The International Air Transport Association (IATA) has signed a declaration aimed at reducing the illegal trafficking of wildlife, which it says underlines the aviation industry’s commitment to sustainability.
The association says the interconnected air transport network is being exploited by criminal gangs to smuggle animals or their products from the killing field to the marketplace and the air transport industry can help stop this trade by providing additional intelligence to enforcement authorities about suspicious shipments.
The ‘United for Wildlife’ initiative, created by the Royal Foundation of The Duke and Duchess of Cambridge and Prince Harry, invited representatives of the transport industry to Buckingham Palace to pledge their support.
IATA, Airports Council International, the African Airlines Association and a number of individual airlines signed commitments aimed at raising awareness of the trafficking issue among passengers, and training staff to recognize and report suspicious packages and behavior.
IATA director general and chief executive officer, Tony Tyler says: “I can think of few other causes that galvanaze more interest and support across the global transport and logistics sectors than the challenge of wildlife trafficking.”
Tyler also explained at a press conference at IATA’s World Cargo Symposium in Berlin today, that airline members of IATA are supporting the move, but could not reveal which carriers.
He said it is aiming to do what it can to stop this “evil trade” and is not only connected with stopping the impact on animals, but also the gangs, communities affected and people in the supply chain.
The initial focus of action of the initiative will be on the trafficking of high-risk protected animals, specifically certain big cats, pangolins, and ivory products, on high-risk routes, particularly originating from or transiting through East Africa.
Tyler continues: “Today marks a step forward for environmental protection—a commitment that we take very seriously. In the 1990’s the industry came together to address noise. More recently we joined forces to manage our impact on climate change – committing as an industry to carbon-neutral growth from 2020 and to cut net emissions to half the 2005 levels by 2050.
“We now extend that commitment to playing an active role in reducing illegal trafficking of wildlife. We will collaborate in support of government enforcement authorities to put an end to this evil trade.”
Cooperation with enforcement authorities and international conservation organizations such as the Convention on International Trade in Endangered Species (CITES) has already begun. Two awareness-raising workshops for airline and airport staff have been held at international airports in Nairobi and Bangkok.

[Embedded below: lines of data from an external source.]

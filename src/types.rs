//! Core data types shared by native scripts.

use serde::{Deserialize, Serialize};
use serde_json::{Map, Value};
use std::collections::HashMap;

/// The dynamic parameter map a host passes to a script.
///
/// Scripts never read this map while running. Each script converts it once
/// into its own typed configuration and rejects missing or invalid keys at
/// that point.
pub type ScriptParams = HashMap<String, Value>;

/// A read-only view over the fields of one document.
///
/// Hosts supply this view for every document a script sees. Multi-valued
/// fields are represented as JSON arrays; the typed accessors read the first
/// value, which is what doc-value lookups return for a single-value read.
pub trait DocLookup {
  /// Returns the raw value stored under `name`, if any.
  fn field(&self, name: &str) -> Option<&Value>;

  /// Returns the first value of a field, unwrapping arrays.
  ///
  /// `null` and empty arrays count as missing.
  fn first_value(&self, name: &str) -> Option<&Value> {
    match self.field(name)? {
      Value::Null => None,
      Value::Array(values) => values.first().filter(|v| !v.is_null()),
      value => Some(value),
    }
  }

  /// Returns `true` if the field holds at least one non-null value.
  fn has_field(&self, name: &str) -> bool {
    self.first_value(name).is_some()
  }

  /// Reads a field as a string.
  fn str_value(&self, name: &str) -> Option<&str> {
    self.first_value(name)?.as_str()
  }

  /// Reads a numeric field as `f64`. Strings are not coerced.
  fn f64_value(&self, name: &str) -> Option<f64> {
    self.first_value(name)?.as_f64()
  }

  /// Reads a numeric field as `i64`.
  ///
  /// Floating point values are accepted when they carry no fractional part.
  fn i64_value(&self, name: &str) -> Option<i64> {
    let value = self.first_value(name)?;
    if let Some(n) = value.as_i64() {
      return Some(n);
    }
    let f = value.as_f64()?;
    if f.fract() == 0.0 && f >= i64::MIN as f64 && f < i64::MAX as f64 {
      Some(f as i64)
    } else {
      None
    }
  }
}

impl DocLookup for Map<String, Value> {
  fn field(&self, name: &str) -> Option<&Value> {
    self.get(name)
  }
}

/// An owned document backed by a JSON object.
///
/// # Examples
///
/// ```rust
/// use searus_scripts::prelude::*;
///
/// let doc = Document::new()
///   .with_field("category", "books")
///   .with_field("price", 12.5);
///
/// assert_eq!(doc.str_value("category"), Some("books"));
/// assert_eq!(doc.f64_value("price"), Some(12.5));
/// ```
#[derive(Debug, Clone, Default, PartialEq, Serialize, Deserialize)]
#[serde(transparent)]
pub struct Document {
  fields: Map<String, Value>,
}

impl Document {
  /// Creates an empty document.
  pub fn new() -> Self {
    Self::default()
  }

  /// Adds a field to the document.
  pub fn with_field(mut self, name: impl Into<String>, value: impl Into<Value>) -> Self {
    self.fields.insert(name.into(), value.into());
    self
  }

  /// Builds a document from a JSON value. Returns `None` unless the value is an object.
  pub fn from_value(value: Value) -> Option<Self> {
    match value {
      Value::Object(fields) => Some(Self { fields }),
      _ => None,
    }
  }

  /// The fields of this document.
  pub fn fields(&self) -> &Map<String, Value> {
    &self.fields
  }

  /// Mutable access to the fields, used by index-time transforms.
  pub fn fields_mut(&mut self) -> &mut Map<String, Value> {
    &mut self.fields
  }

  pub fn into_fields(self) -> Map<String, Value> {
    self.fields
  }
}

impl From<Map<String, Value>> for Document {
  fn from(fields: Map<String, Value>) -> Self {
    Self { fields }
  }
}

impl DocLookup for Document {
  fn field(&self, name: &str) -> Option<&Value> {
    self.fields.get(name)
  }
}

/// The per-document context handed to a search script.
///
/// `score` is only present when the host computed scores for the query.
#[derive(Clone, Copy)]
pub struct ScriptHit<'a> {
  /// The document being evaluated.
  pub doc: &'a dyn DocLookup,
  /// The query score of the document, if scoring is enabled.
  pub score: Option<f32>,
}

impl<'a> ScriptHit<'a> {
  /// Creates a hit for a document without a score.
  pub fn new(doc: &'a dyn DocLookup) -> Self {
    Self { doc, score: None }
  }

  /// Attaches the query score of the document.
  pub fn with_score(mut self, score: f32) -> Self {
    self.score = Some(score);
    self
  }
}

In addition, IATA joined the US Agency for International Development’s (USAID) Reducing Opportunities for Unlawful Transport of Endangered Species (ROUTES) Partnership. New guidance material for airlines has been published, and an IATA Environment Committee Wildlife Taskforce has been set up to monitor progress and provide advice on the next steps.
A number of airlines such as TAP, Delta Air Lines, Air Canada, Lufthansa Cargo, American Airlines Cathay Pacific and Qatar Airways have previously said they will no longer carry animal “hunter trophies” and trafficking of animals as cargo.